What to produce: The answer is every line in the data below that contains the word "struct".

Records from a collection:

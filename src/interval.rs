//! Floating-point error bounds.
//!
//! Positions computed by intersection routines carry a conservative bound on the rounding error
//! they accumulated. The `gamma(n)` bound covers `n` successive floating-point operations, and
//! `Interval` keeps a value as a `[low, high]` range whose arithmetic always rounds outward.

use std::ops::{Add, Div, Mul, Neg, Sub};

use crate::{Float, Point3f, Vec3f};

pub const MACHINE_EPSILON: Float = std::f32::EPSILON * 0.5;

/// Bound on the relative error accumulated by `n` floating-point operations.
#[inline]
pub fn gamma(n: i32) -> Float {
    let n = n as Float;
    (n * MACHINE_EPSILON) / (1.0 - n * MACHINE_EPSILON)
}

pub fn next_float_up(mut v: f32) -> f32 {
    if v.is_infinite() && v > 0.0 { return v; }

    if v == -0.0 { v = 0.0 }

    let bits = v.to_bits();
    let bits = if v >= 0.0 { bits + 1 } else { bits - 1 };
    f32::from_bits(bits)
}

pub fn next_float_down(mut v: f32) -> f32 {
    if v.is_infinite() && v < 0.0 { return v; }

    if v == 0.0 { v = -0.0 }

    let bits = v.to_bits();
    let bits = if v > 0.0 { bits - 1 } else { bits + 1 };
    f32::from_bits(bits)
}

#[inline] fn add_round_up(a: Float, b: Float) -> Float { next_float_up(a + b) }
#[inline] fn add_round_down(a: Float, b: Float) -> Float { next_float_down(a + b) }
#[inline] fn sub_round_up(a: Float, b: Float) -> Float { next_float_up(a - b) }
#[inline] fn sub_round_down(a: Float, b: Float) -> Float { next_float_down(a - b) }
#[inline] fn mul_round_up(a: Float, b: Float) -> Float { next_float_up(a * b) }
#[inline] fn mul_round_down(a: Float, b: Float) -> Float { next_float_down(a * b) }
#[inline] fn div_round_up(a: Float, b: Float) -> Float { next_float_up(a / b) }
#[inline] fn div_round_down(a: Float, b: Float) -> Float { next_float_down(a / b) }

/// A closed range of floats that is guaranteed to contain the exact result of the computation
/// that produced it.
#[derive(Clone, Copy, Debug, PartialEq)]
pub struct Interval {
    low: Float,
    high: Float,
}

impl Interval {
    pub fn new(v: Float) -> Self {
        Self { low: v, high: v }
    }

    pub fn with_bounds(a: Float, b: Float) -> Self {
        Self { low: a.min(b), high: a.max(b) }
    }

    pub fn from_value_and_error(v: Float, err: Float) -> Self {
        if err == 0.0 {
            Self::new(v)
        } else {
            Self {
                low: sub_round_down(v, err),
                high: add_round_up(v, err),
            }
        }
    }

    pub fn lower_bound(&self) -> Float { self.low }

    pub fn upper_bound(&self) -> Float { self.high }

    pub fn midpoint(&self) -> Float {
        (self.low + self.high) / 2.0
    }

    pub fn width(&self) -> Float {
        self.high - self.low
    }

    pub fn is_exact(&self) -> bool {
        self.low == self.high
    }

    pub fn contains(&self, v: Float) -> bool {
        v >= self.low && v <= self.high
    }

    pub fn sqr(self) -> Self {
        let mut alow = self.low.abs();
        let mut ahigh = self.high.abs();
        if alow > ahigh {
            std::mem::swap(&mut alow, &mut ahigh);
        }
        if self.contains(0.0) {
            return Self { low: 0.0, high: mul_round_up(ahigh, ahigh) };
        }
        Self { low: mul_round_down(alow, alow), high: mul_round_up(ahigh, ahigh) }
    }

    pub fn sqrt(self) -> Self {
        Self {
            low: next_float_down(self.low.max(0.0).sqrt()).max(0.0),
            high: next_float_up(self.high.sqrt()),
        }
    }
}

impl From<Float> for Interval {
    fn from(v: Float) -> Self {
        Self::new(v)
    }
}

impl Add for Interval {
    type Output = Self;

    fn add(self, rhs: Self) -> Self {
        Self {
            low: add_round_down(self.low, rhs.low),
            high: add_round_up(self.high, rhs.high),
        }
    }
}

impl Sub for Interval {
    type Output = Self;

    fn sub(self, rhs: Self) -> Self {
        Self {
            low: sub_round_down(self.low, rhs.high),
            high: sub_round_up(self.high, rhs.low),
        }
    }
}

impl Mul for Interval {
    type Output = Self;

    fn mul(self, rhs: Self) -> Self {
        let lp = [
            mul_round_down(self.low, rhs.low),
            mul_round_down(self.high, rhs.low),
            mul_round_down(self.low, rhs.high),
            mul_round_down(self.high, rhs.high),
        ];
        let hp = [
            mul_round_up(self.low, rhs.low),
            mul_round_up(self.high, rhs.low),
            mul_round_up(self.low, rhs.high),
            mul_round_up(self.high, rhs.high),
        ];
        Self {
            low: lp.iter().cloned().fold(Float::INFINITY, Float::min),
            high: hp.iter().cloned().fold(Float::NEG_INFINITY, Float::max),
        }
    }
}

impl Div for Interval {
    type Output = Self;

    fn div(self, rhs: Self) -> Self {
        if rhs.contains(0.0) {
            // the quotient is unbounded when the divisor may be zero
            return Self { low: Float::NEG_INFINITY, high: Float::INFINITY };
        }
        let low_quot = [
            div_round_down(self.low, rhs.low),
            div_round_down(self.high, rhs.low),
            div_round_down(self.low, rhs.high),
            div_round_down(self.high, rhs.high),
        ];
        let high_quot = [
            div_round_up(self.low, rhs.low),
            div_round_up(self.high, rhs.low),
            div_round_up(self.low, rhs.high),
            div_round_up(self.high, rhs.high),
        ];
        Self {
            low: low_quot.iter().cloned().fold(Float::INFINITY, Float::min),
            high: high_quot.iter().cloned().fold(Float::NEG_INFINITY, Float::max),
        }
    }
}

impl Neg for Interval {
    type Output = Self;

    fn neg(self) -> Self {
        Self { low: -self.high, high: -self.low }
    }
}

impl Add<Float> for Interval {
    type Output = Self;

    fn add(self, rhs: Float) -> Self {
        self + Interval::new(rhs)
    }
}

impl Mul<Float> for Interval {
    type Output = Self;

    fn mul(self, rhs: Float) -> Self {
        if rhs > 0.0 {
            Self { low: mul_round_down(rhs, self.low), high: mul_round_up(rhs, self.high) }
        } else {
            Self { low: mul_round_down(rhs, self.high), high: mul_round_up(rhs, self.low) }
        }
    }
}

/// A point whose coordinates are each an `Interval`.
#[derive(Clone, Copy, Debug, PartialEq)]
pub struct Point3fi {
    pub x: Interval,
    pub y: Interval,
    pub z: Interval,
}

impl Point3fi {
    pub fn new(x: Interval, y: Interval, z: Interval) -> Self {
        Self { x, y, z }
    }

    pub fn exact(p: Point3f) -> Self {
        Self::new(p.x.into(), p.y.into(), p.z.into())
    }

    pub fn from_value_and_error(p: Point3f, e: Vec3f) -> Self {
        Self {
            x: Interval::from_value_and_error(p.x, e.x),
            y: Interval::from_value_and_error(p.y, e.y),
            z: Interval::from_value_and_error(p.z, e.z),
        }
    }

    /// The midpoint of each coordinate interval.
    pub fn point(&self) -> Point3f {
        Point3f::new(self.x.midpoint(), self.y.midpoint(), self.z.midpoint())
    }

    /// Half the width of each coordinate interval.
    pub fn error(&self) -> Vec3f {
        Vec3f::new(self.x.width() / 2.0, self.y.width() / 2.0, self.z.width() / 2.0)
    }

    pub fn is_exact(&self) -> bool {
        self.x.is_exact() && self.y.is_exact() && self.z.is_exact()
    }

    pub fn contains(&self, p: Point3f) -> bool {
        self.x.contains(p.x) && self.y.contains(p.y) && self.z.contains(p.z)
    }
}

impl From<Point3f> for Point3fi {
    fn from(p: Point3f) -> Self {
        Self::exact(p)
    }
}

#[cfg(test)]
mod tests {
    use super::*;
    use rand::{Rng, SeedableRng};
    use rand_xoshiro::Xoshiro256Plus;

    fn random_interval(rng: &mut Xoshiro256Plus) -> Interval {
        let a = rng.gen_range(-100.0..100.0);
        let b = a + rng.gen_range(0.0..5.0);
        Interval::with_bounds(a, b)
    }

    fn sample_in(i: Interval, rng: &mut Xoshiro256Plus) -> f64 {
        let t: f64 = rng.gen();
        i.lower_bound() as f64 + t * (i.upper_bound() as f64 - i.lower_bound() as f64)
    }

    fn contains_f64(i: Interval, v: f64) -> bool {
        v >= i.lower_bound() as f64 && v <= i.upper_bound() as f64
    }

    #[test]
    fn test_next_float() {
        assert!(next_float_up(1.0) > 1.0);
        assert!(next_float_down(1.0) < 1.0);
        assert!(next_float_up(-0.0) > 0.0);
        assert!(next_float_down(0.0) < 0.0);
        assert_eq!(next_float_up(Float::INFINITY), Float::INFINITY);
        assert_eq!(next_float_down(Float::NEG_INFINITY), Float::NEG_INFINITY);
    }

    #[test]
    fn test_arithmetic_contains_exact_results() {
        let mut rng = Xoshiro256Plus::seed_from_u64(7);
        for _ in 0..10_000 {
            let a = random_interval(&mut rng);
            let b = random_interval(&mut rng);
            let va = sample_in(a, &mut rng) as f32 as f64;
            let vb = sample_in(b, &mut rng) as f32 as f64;
            if !contains_f64(a, va) || !contains_f64(b, vb) {
                continue;
            }

            assert!(contains_f64(a + b, va + vb));
            assert!(contains_f64(a - b, va - vb));
            assert!(contains_f64(a * b, va * vb));
            if !b.contains(0.0) {
                assert!(contains_f64(a / b, va / vb));
            }
            assert!(contains_f64(a.sqr(), va * va));
        }
    }

    #[test]
    fn test_operations_only_widen() {
        let a = Interval::from_value_and_error(1.0, 0.25);
        let b = Interval::new(3.0);
        let sum = a + b;
        assert!(sum.width() >= a.width());
        let scaled = a * 2.0;
        assert!(scaled.width() >= 2.0 * a.width());
        assert!((-a).contains(-1.0));
    }

    #[test]
    fn test_division_by_interval_containing_zero() {
        let q = Interval::new(1.0) / Interval::with_bounds(-1.0, 1.0);
        assert_eq!(q.lower_bound(), Float::NEG_INFINITY);
        assert_eq!(q.upper_bound(), Float::INFINITY);
    }

    #[test]
    fn test_point_error_round_trip() {
        let p = Point3f::new(0.25, -3.0, 10.0);
        let e = Vec3f::new(1e-3, 0.0, 2e-2);
        let pi = Point3fi::from_value_and_error(p, e);
        assert!(pi.contains(p));
        assert!(pi.error().x >= e.x);
        assert!(pi.error().z >= e.z);
        assert_eq!(pi.error().y, 0.0);
        assert!(!pi.is_exact());
    }
}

Answer to the exercise:
pub struct Interval {
pub struct Point3fi {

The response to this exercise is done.